Friday August 1, 2014

Taming Risk In a Volatile World

Recent political uprisings and environmental disasters hold many lessons for handling crises.

Financial executives and investors today are haunted by a chilling sense that the world economy may be at risk of a worst-case systemic breakdown. Their persistent nightmare is that a simultaneous piling up of related – or unrelated – events can create a stunning chain reaction of economic, financial market, and social catastrophes.

Richard S. Levick

Richard S. Levick

Popular uprisings and regime changes in the Middle East and North Africa, a devastating earthquake and tsunami in Japan, ongoing debt crises and bailouts in Europe, threats of inflation, food and water shortages and dangerous global imbalances are the most immediate and dramatic threats, but not the only ones.

Predictions of upcoming apocalypse have little value unless they are turned into a learning opportunity for individuals, companies and societies. In this regard, drawing on the lessons from the recent financial crisis, environmental catastrophes and corporate ruin, our collective understanding of the important ingredients of crisis preparedness and resiliency has dramatically improved. Equally importantly, it has become indisputable that crisis management should not be viewed as a standalone activity that happens after the fact – but rather a proactive and integral part of all strategic and tactical initiatives.

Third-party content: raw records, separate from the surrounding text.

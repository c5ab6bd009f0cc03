// src/installer/engine.rs

//! Per-package apply protocol
//!
//! Install, for each package in application order:
//!
//! 1. locate the artifact in the cache directories, else fetch it into the
//!    scratch directory
//! 2. verify it; a bad artifact is fetched again once
//! 3. extract it (skipped with `just_db`)
//! 4. register the package and its file list
//! 5. compare what is on disk with the artifact metadata
//! 6. any failure in 3-5 deletes what this package wrote and its record
//! 7. run the post-install hook; failure is recorded, not rolled back
//! 8. delete the artifact unless it came from a cache directory
//!
//! The first failing package stops the transaction. Packages applied before
//! it stay installed.

use crate::archive::{self, ArtifactManifest, ExtractTarget, ExtractionJournal, Extractor};
use crate::cache::ArtifactCache;
use crate::db::ChainedDb;
use crate::db::models::{FileEntry, PostInstallStatus};
use crate::error::{Error, Result};
use crate::filesystem::{RelocationMap, safe_join};
use crate::package::Package;
use crate::repository::{ArtifactFetcher, Verification};
use crate::scriptlet::{HookEnv, HookRunner};
use crate::transaction::{InstallReport, RemovalReport, Transaction};
use std::fs;
use std::path::{Path, PathBuf};
use tracing::{debug, info, warn};

/// Flags for applying an install transaction
#[derive(Debug, Clone, Copy, Default)]
pub struct ApplyOptions {
    /// Only register packages, never touch the install area
    pub just_db: bool,
    /// Replace files that already exist
    pub overwrite: bool,
    /// Remove same-name packages superseded by the one just installed
    pub replace_older: bool,
}

/// Artifact on disk and whether it belongs to a cache directory
struct LocatedArtifact {
    path: PathBuf,
    cached: bool,
}

pub struct Engine<'a> {
    pub(crate) db: &'a ChainedDb,
    pub(crate) root: &'a Path,
    pub(crate) tmp_dir: &'a Path,
    pub(crate) cache: &'a ArtifactCache,
    pub(crate) relocation: &'a RelocationMap,
    pub(crate) fetcher: &'a dyn ArtifactFetcher,
    pub(crate) extractor: &'a dyn Extractor,
    pub(crate) hooks: &'a dyn HookRunner,
}

impl<'a> Engine<'a> {
    /// Apply `tx`, recording each package in `report`
    ///
    /// Returns the failing package and its cause on the first failure.
    pub fn apply_install(
        &self,
        tx: &Transaction,
        opts: ApplyOptions,
        report: &mut InstallReport,
    ) -> std::result::Result<(), (Package, Error)> {
        for pkg in tx {
            if self.db.is_installed(pkg).map_err(|e| (pkg.clone(), e))? {
                info!("{} is already installed", pkg);
                report.record_skipped(pkg, "already installed");
                continue;
            }

            let superseded = if opts.replace_older {
                self.superseded_by(pkg).map_err(|e| (pkg.clone(), e))?
            } else {
                Vec::new()
            };

            match self.install_package(pkg, opts) {
                Ok(hook) => report.record_applied(pkg, hook),
                Err(e) => {
                    warn!("Installing {} failed: {}", pkg, e);
                    report.record_failed(pkg, &e);
                    return Err((pkg.clone(), e));
                }
            }

            for old in &superseded {
                info!("{} supersedes {}", pkg, old);
                if let Err(e) = self.remove_package(old, opts.just_db) {
                    report.record_failed(old, &e);
                    return Err((old.clone(), e));
                }
            }
        }
        Ok(())
    }

    /// Remove every package of `tx`, in order
    pub fn apply_removal(
        &self,
        tx: &Transaction,
        just_db: bool,
        report: &mut RemovalReport,
    ) -> std::result::Result<(), (Package, Error)> {
        for pkg in tx {
            match self.remove_package(pkg, just_db) {
                Ok(()) => report.record_applied(pkg, None),
                Err(e) => {
                    warn!("Removing {} failed: {}", pkg, e);
                    report.record_failed(pkg, &e);
                    return Err((pkg.clone(), e));
                }
            }
        }
        Ok(())
    }

    /// Locally installed packages with the same name as `pkg`
    fn superseded_by(&self, pkg: &Package) -> Result<Vec<Package>> {
        let spec = crate::package::PackageSpec::new(pkg.name.clone());
        Ok(self
            .db
            .find_packages(&spec, true)?
            .into_iter()
            .filter(|p| p != pkg)
            .collect())
    }

    /// Install one package; returns the hook status when a hook ran
    pub fn install_package(
        &self,
        pkg: &Package,
        opts: ApplyOptions,
    ) -> Result<Option<PostInstallStatus>> {
        info!("Installing {}", pkg);

        let artifact = self.locate(pkg)?;
        let artifact = self.validate(pkg, artifact)?;

        let outcome = self
            .unpack_and_register(pkg, &artifact.path, opts)
            .map(|manifest| {
                if opts.just_db {
                    None
                } else {
                    self.run_hook(pkg, &manifest)
                }
            });

        self.cleanup(&artifact);
        outcome
    }

    fn locate(&self, pkg: &Package) -> Result<LocatedArtifact> {
        if let Some(path) = self.cache.locate(pkg) {
            return Ok(LocatedArtifact { path, cached: true });
        }
        let path = self.fetcher.fetch(pkg, self.tmp_dir)?;
        Ok(LocatedArtifact {
            cached: self.cache.contains(&path),
            path,
        })
    }

    /// Verify the artifact, fetching a fresh copy once if it is bad
    fn validate(&self, pkg: &Package, artifact: LocatedArtifact) -> Result<LocatedArtifact> {
        let reason = match self.verify(pkg, &artifact.path)? {
            Verification::Invalid(reason) => reason,
            Verification::Valid | Verification::Unchecked => return Ok(artifact),
        };

        warn!("Artifact of {} is invalid ({}), fetching it again", pkg, reason);
        self.cleanup(&artifact);

        let path = self.fetcher.fetch(pkg, self.tmp_dir)?;
        let retry = LocatedArtifact {
            cached: self.cache.contains(&path),
            path,
        };
        match self.verify(pkg, &retry.path)? {
            Verification::Invalid(reason) => {
                self.cleanup(&retry);
                Err(Error::ArtifactValidationError(format!("{}: {}", pkg, reason)))
            }
            Verification::Valid | Verification::Unchecked => Ok(retry),
        }
    }

    /// Checksum verification; without a checksum the artifact must at least
    /// be readable
    fn verify(&self, pkg: &Package, path: &Path) -> Result<Verification> {
        match self.fetcher.verify(path, pkg)? {
            Verification::Unchecked => match self.extractor.inspect(path) {
                Ok(_) => Ok(Verification::Unchecked),
                Err(e) => Ok(Verification::Invalid(e.to_string())),
            },
            verdict => Ok(verdict),
        }
    }

    /// Steps 3 to 5, all or nothing
    fn unpack_and_register(
        &self,
        pkg: &Package,
        artifact: &Path,
        opts: ApplyOptions,
    ) -> Result<ArtifactManifest> {
        let mut journal = ExtractionJournal::new();
        let mut registered = false;

        let result =
            self.try_unpack_and_register(pkg, artifact, opts, &mut journal, &mut registered);
        if let Err(ref e) = result {
            warn!("Rolling back {}: {}", pkg, e);
            journal.rollback();
            if registered && let Err(db_err) = self.db.remove_package(pkg) {
                warn!("Could not drop the record of {}: {}", pkg, db_err);
            }
        }
        result
    }

    fn try_unpack_and_register(
        &self,
        pkg: &Package,
        artifact: &Path,
        opts: ApplyOptions,
        journal: &mut ExtractionJournal,
        registered: &mut bool,
    ) -> Result<ArtifactManifest> {
        let manifest = self.extractor.inspect(artifact).map_err(as_extraction_error)?;

        let files: Vec<FileEntry> = if opts.just_db {
            manifest.install_entries(self.relocation)
        } else {
            let target = ExtractTarget {
                root: self.root,
                relocation: self.relocation,
                overwrite: opts.overwrite,
            };
            self.extractor
                .extract(artifact, &target, journal)
                .map_err(as_extraction_error)?
        };
        debug!("{} has {} entries", pkg, files.len());

        self.db
            .add_package(pkg, &files)
            .map_err(|e| Error::RegistrationError(format!("{}: {}", pkg, e)))?;
        *registered = true;

        if !opts.just_db {
            archive::check_extracted(self.root, &files)?;
        }
        Ok(manifest)
    }

    fn run_hook(&self, pkg: &Package, manifest: &ArtifactManifest) -> Option<PostInstallStatus> {
        let script = manifest.post_install.as_ref()?;

        let install_prefix = match manifest.install_prefix(self.relocation) {
            Some(ref p) if p != "/" => {
                safe_join(self.root, p).unwrap_or_else(|_| self.root.to_path_buf())
            }
            _ => self.root.to_path_buf(),
        };
        let env = HookEnv {
            package_name: pkg.name.clone(),
            package_version: pkg.version.clone(),
            install_prefix,
            root: self.root.to_path_buf(),
        };

        self.set_hook_status(pkg, PostInstallStatus::NotRun);
        let status = match self.hooks.run(script, &env) {
            Ok(()) => PostInstallStatus::Success,
            Err(e) => {
                warn!("Post-install hook of {} failed: {}", pkg, e);
                PostInstallStatus::Error
            }
        };
        self.set_hook_status(pkg, status);
        Some(status)
    }

    fn set_hook_status(&self, pkg: &Package, status: PostInstallStatus) {
        if let Err(e) = self.db.set_post_install_status(pkg, status) {
            warn!("Cannot record hook status of {}: {}", pkg, e);
        }
    }

    fn cleanup(&self, artifact: &LocatedArtifact) {
        if artifact.cached || self.cache.contains(&artifact.path) {
            return;
        }
        match fs::remove_file(&artifact.path) {
            Ok(()) => debug!("Removed {}", artifact.path.display()),
            Err(e) => debug!("Could not remove {}: {}", artifact.path.display(), e),
        }
    }

    /// Removal protocol: files, then directories, then the record
    pub fn remove_package(&self, pkg: &Package, just_db: bool) -> Result<()> {
        if !self.db.is_installed_locally(pkg)? {
            return Err(Error::NotFoundError(format!(
                "{} is not installed in this area",
                pkg
            )));
        }
        info!("Removing {}", pkg);

        if !just_db {
            let mut owned = Vec::new();
            for file in self.db.file_entries(pkg)? {
                if file.is_dir() || !self.db.is_shared_path(pkg, &file.path)? {
                    owned.push(file);
                }
            }
            let removed = archive::remove_files(self.root, &owned)?;
            debug!("Removed {} paths of {}", removed, pkg);
        }

        self.db.remove_package(pkg)?;
        Ok(())
    }
}

fn as_extraction_error(e: Error) -> Error {
    match e {
        Error::ExtractionError(_) => e,
        other => Error::ExtractionError(other.to_string()),
    }
}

Yogi Berra got it right. “It’s tough to make predictions, especially about the future.” Thus, there is little hope that most of us will be able to accurately anticipate future dislocations and get out of the way just in time. Instead, as a proverbial tsunami is approaching, we must be able to quickly develop situational awareness, understand its potential impact and quickly chart the path to safety. In the language of business strategy, this equates future survival with one’s ability “put it all together.” Specifically, risk management, corporate strategy, proactive stakeholder interaction and crisis communications must all be seamlessly integrated in response to the volatile world. Indeed, we know of no period in recent memory that so persuasively drives home the need for a holistic approach to the challenges ahead – and their necessary solutions.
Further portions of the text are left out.